▶ **What is expected**
The answer should consist of each line from the data below that includes "label".

(Data extract begins)

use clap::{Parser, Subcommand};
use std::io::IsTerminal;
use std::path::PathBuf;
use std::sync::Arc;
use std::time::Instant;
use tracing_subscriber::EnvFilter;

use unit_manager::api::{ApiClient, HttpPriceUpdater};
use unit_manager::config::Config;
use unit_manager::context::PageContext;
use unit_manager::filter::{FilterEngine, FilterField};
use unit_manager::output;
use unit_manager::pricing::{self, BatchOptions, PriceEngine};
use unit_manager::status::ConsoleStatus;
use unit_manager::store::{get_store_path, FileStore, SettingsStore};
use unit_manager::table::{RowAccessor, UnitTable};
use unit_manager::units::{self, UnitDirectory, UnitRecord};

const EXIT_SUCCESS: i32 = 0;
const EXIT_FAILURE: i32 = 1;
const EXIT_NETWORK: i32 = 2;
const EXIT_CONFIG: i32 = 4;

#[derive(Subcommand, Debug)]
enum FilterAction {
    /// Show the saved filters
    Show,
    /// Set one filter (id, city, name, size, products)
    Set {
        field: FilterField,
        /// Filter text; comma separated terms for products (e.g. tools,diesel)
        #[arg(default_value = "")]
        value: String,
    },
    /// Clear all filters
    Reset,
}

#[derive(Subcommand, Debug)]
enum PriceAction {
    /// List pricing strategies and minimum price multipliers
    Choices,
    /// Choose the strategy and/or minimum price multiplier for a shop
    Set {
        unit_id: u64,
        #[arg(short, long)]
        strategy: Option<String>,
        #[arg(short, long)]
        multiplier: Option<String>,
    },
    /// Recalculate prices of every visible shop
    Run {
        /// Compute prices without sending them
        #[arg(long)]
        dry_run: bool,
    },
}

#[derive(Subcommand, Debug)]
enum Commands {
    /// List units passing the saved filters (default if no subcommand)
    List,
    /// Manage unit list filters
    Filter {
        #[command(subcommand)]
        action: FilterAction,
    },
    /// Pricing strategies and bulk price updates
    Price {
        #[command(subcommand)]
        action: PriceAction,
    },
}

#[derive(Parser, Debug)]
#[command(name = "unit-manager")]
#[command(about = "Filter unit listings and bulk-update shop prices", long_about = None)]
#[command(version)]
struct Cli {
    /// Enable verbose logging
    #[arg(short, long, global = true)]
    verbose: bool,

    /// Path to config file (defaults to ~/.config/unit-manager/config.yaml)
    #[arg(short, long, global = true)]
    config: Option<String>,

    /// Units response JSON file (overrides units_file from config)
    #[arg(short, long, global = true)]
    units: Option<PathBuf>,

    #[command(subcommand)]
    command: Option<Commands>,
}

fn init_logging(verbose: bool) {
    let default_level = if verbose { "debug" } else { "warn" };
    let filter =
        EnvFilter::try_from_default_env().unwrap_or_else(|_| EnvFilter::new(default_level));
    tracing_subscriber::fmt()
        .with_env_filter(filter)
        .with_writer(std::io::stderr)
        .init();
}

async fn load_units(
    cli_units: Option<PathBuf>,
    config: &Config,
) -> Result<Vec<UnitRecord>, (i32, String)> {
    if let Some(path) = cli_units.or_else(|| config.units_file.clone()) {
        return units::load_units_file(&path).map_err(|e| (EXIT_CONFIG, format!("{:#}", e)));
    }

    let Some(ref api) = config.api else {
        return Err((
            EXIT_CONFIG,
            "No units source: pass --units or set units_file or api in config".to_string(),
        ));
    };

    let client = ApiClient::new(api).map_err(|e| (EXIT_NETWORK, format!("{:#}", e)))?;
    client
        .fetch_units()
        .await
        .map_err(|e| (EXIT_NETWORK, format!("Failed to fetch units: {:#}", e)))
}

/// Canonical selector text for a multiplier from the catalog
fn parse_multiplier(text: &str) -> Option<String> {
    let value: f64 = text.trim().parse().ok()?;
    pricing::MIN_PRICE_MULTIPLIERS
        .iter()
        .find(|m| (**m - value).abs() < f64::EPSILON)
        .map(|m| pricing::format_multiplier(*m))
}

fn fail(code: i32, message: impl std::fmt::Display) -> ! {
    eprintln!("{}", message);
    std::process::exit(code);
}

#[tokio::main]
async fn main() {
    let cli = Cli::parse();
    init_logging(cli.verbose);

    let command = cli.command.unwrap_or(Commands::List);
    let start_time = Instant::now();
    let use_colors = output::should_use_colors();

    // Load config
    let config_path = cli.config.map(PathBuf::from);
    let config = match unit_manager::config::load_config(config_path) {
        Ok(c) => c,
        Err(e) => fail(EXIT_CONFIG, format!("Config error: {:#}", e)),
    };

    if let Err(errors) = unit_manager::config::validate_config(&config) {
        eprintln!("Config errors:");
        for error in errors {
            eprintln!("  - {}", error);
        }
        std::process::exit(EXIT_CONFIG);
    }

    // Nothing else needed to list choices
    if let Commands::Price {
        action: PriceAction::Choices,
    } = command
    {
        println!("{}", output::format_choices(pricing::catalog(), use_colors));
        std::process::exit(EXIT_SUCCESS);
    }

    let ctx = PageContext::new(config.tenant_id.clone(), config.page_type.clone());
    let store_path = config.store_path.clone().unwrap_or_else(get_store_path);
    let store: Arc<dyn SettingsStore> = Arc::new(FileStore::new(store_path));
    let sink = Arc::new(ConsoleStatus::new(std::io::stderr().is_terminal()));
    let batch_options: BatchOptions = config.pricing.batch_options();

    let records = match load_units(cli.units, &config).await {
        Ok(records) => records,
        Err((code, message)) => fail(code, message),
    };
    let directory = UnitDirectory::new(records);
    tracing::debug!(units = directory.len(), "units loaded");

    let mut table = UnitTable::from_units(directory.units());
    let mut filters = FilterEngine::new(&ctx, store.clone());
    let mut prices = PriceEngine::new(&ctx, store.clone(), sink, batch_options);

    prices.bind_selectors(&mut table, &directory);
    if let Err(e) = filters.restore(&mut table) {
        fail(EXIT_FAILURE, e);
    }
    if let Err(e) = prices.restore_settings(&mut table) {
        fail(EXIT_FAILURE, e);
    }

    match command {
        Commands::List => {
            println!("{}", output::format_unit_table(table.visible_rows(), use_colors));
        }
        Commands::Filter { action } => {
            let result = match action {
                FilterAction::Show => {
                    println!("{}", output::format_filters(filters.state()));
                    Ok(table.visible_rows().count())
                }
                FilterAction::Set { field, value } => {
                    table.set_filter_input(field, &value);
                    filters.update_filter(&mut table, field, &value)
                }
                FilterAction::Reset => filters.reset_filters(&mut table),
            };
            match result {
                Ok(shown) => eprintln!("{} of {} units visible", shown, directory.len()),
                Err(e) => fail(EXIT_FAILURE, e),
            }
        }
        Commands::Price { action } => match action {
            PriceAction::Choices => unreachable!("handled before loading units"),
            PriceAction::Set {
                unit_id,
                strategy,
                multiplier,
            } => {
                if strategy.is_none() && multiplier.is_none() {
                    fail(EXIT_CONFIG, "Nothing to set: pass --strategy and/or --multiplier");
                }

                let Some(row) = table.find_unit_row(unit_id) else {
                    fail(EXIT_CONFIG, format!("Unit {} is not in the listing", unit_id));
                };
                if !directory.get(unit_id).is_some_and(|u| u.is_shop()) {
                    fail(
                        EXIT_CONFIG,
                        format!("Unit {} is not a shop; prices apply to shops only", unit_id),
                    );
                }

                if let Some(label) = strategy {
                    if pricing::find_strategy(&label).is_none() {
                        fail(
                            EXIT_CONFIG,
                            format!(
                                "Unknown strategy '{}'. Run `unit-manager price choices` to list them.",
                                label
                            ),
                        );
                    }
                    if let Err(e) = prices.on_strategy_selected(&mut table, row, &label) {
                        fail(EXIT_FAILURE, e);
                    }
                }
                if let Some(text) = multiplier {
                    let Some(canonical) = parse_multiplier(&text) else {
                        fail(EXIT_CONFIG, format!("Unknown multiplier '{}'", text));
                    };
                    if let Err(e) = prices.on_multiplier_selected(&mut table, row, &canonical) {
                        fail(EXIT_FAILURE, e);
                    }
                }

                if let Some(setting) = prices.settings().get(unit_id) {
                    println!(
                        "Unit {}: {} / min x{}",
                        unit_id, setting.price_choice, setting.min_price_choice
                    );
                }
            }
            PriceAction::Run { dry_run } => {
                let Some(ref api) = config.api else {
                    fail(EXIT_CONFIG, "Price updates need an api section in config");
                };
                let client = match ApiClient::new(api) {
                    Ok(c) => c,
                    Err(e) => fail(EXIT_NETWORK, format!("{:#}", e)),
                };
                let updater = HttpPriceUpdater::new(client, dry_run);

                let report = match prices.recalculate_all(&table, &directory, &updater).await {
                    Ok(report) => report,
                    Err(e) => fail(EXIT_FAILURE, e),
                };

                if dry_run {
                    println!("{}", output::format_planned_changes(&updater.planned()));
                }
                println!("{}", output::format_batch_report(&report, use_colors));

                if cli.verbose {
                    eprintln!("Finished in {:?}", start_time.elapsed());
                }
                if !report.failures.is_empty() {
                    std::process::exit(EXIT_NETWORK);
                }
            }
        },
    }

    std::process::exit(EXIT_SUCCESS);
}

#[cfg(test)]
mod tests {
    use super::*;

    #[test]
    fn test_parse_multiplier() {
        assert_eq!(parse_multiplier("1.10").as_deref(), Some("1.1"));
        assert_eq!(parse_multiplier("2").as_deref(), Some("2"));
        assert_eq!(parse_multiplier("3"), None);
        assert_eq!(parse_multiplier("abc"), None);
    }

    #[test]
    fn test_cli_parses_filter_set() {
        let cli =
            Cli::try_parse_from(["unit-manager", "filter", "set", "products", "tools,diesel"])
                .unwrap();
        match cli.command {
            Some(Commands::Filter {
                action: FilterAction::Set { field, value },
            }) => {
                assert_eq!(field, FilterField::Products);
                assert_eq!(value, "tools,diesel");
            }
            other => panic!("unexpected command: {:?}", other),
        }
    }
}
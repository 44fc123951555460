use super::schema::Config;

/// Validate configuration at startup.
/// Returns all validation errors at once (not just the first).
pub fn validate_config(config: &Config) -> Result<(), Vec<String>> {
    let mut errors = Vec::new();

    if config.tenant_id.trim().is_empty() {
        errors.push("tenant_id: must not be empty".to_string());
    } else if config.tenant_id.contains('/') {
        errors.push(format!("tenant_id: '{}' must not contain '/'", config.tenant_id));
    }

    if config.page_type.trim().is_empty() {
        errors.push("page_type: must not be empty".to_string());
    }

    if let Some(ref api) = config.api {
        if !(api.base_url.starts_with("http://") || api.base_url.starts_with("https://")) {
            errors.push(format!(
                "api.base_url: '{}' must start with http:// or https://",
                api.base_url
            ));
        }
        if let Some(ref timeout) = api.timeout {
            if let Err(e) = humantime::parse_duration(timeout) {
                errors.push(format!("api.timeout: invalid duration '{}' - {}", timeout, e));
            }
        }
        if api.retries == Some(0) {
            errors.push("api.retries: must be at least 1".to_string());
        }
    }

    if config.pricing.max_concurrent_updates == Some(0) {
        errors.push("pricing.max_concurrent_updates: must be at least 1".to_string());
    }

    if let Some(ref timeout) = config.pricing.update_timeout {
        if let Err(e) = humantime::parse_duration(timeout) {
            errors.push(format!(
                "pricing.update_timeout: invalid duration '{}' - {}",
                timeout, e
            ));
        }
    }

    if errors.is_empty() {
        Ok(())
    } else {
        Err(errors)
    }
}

(Data extract ends)

▶ **Answer below**
                if let Some(label) = strategy {
                    if pricing::find_strategy(&label).is_none() {
                                label
                    if let Err(e) = prices.on_strategy_selected(&mut table, row, &label) {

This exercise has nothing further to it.